Many people don't want high-power, high-vapour products that hardcore vapers love, she told MPs, they want something discreet, the size of a fountain pen. But it's inconvenient when you need to keep topping these up with liquids all the time.

Another example MPs heard of TPD2 causing harm was the ban on promoting e-cigarettes. This was cited by tobacco company rep Dr Moira Gilchrist, vice president, scientific and public communications at Philip Morris. The company wasn't allowed to slip a paper insert into a cigarette packet promoting an alternative to smoking.

HNBs are the next public health battleground for prohibitionists and industry. Traditional cigarettes heat tobacco at around 600°C to 900°C while HNBs heat the tobacco to 30-350°C, which manufacturers claim is much safer than smoking.
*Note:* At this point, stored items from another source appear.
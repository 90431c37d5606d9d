use clap::Parser;
use common::games::tictactoe::{SessionSettings, DEFAULT_THINK_DELAY};
use common::logger::LogLevel;
use std::path::PathBuf;
use std::time::Duration;

#[derive(Debug, Parser)]
#[command(name = "tictactoe_client", version, about = "Tic-Tac-Toe against the computer")]
pub struct ClientArgs {
    /// Directory holding the saved difficulty and scores. Defaults to the executable's directory.
    #[arg(long)]
    pub data_dir: Option<PathBuf>,

    /// How long the AI "thinks" before answering, in milliseconds.
    #[arg(long, default_value_t = DEFAULT_THINK_DELAY.as_millis() as u64)]
    pub think_delay_ms: u64,

    /// Seed for the AI's random choices, for reproducible games.
    #[arg(long)]
    pub seed: Option<u64>,

    #[arg(long, default_value = "info")]
    pub log_level: LogLevel,
}

impl ClientArgs {
    pub fn session_settings(&self) -> SessionSettings {
        SessionSettings {
            think_delay: Duration::from_millis(self.think_delay_ms),
            seed: self.seed,
        }
    }

    pub fn resolve_data_dir(&self) -> PathBuf {
        if let Some(dir) = &self.data_dir {
            return dir.clone();
        }
        if let Ok(exe_path) = std::env::current_exe()
            && let Some(exe_dir) = exe_path.parent()
        {
            return exe_dir.to_path_buf();
        }
        PathBuf::from(".")
    }
}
The MPs heard from Philip Morris and British American Tobacco, which have invested heavily in HNB products. Not surprisingly, they wanted to see them regulated lightly, and promoted as smoking alternatives.

"Tobacco is a carcinogen whether or not you burn it," Professor David Harrison said. Harrison is professor of pathology at St Andrews University and chair of the government's advisory Committee on Carcinogenicity of Chemicals in Food, Consumer Products and the Environment. "Heat-not-burn products show a 90-95 per cent fall in cancer-causing chemicals. Some disappeared, some fell by half." He complained about a "dearth" of decent research, though.

But the great vape revolution seems to be stalling. The number of "switchers" from cigs to alternatives had fallen from 800,000 to 100,000 per year. Smoking has been declining for years – now vaping is slowing down, too.

This has alarming consequences since fewer smokers will give up, as Nick Hopkinson explained on the BMJ's blog here.

"Smokers who switch completely to vaping will dramatically reduce their risk of health harms," he writes. It's "95 per cent safer" (1-page PDF, full report here) yet people are going back to smoking because of unfounded health concerns about vaping. Better the Devil you know.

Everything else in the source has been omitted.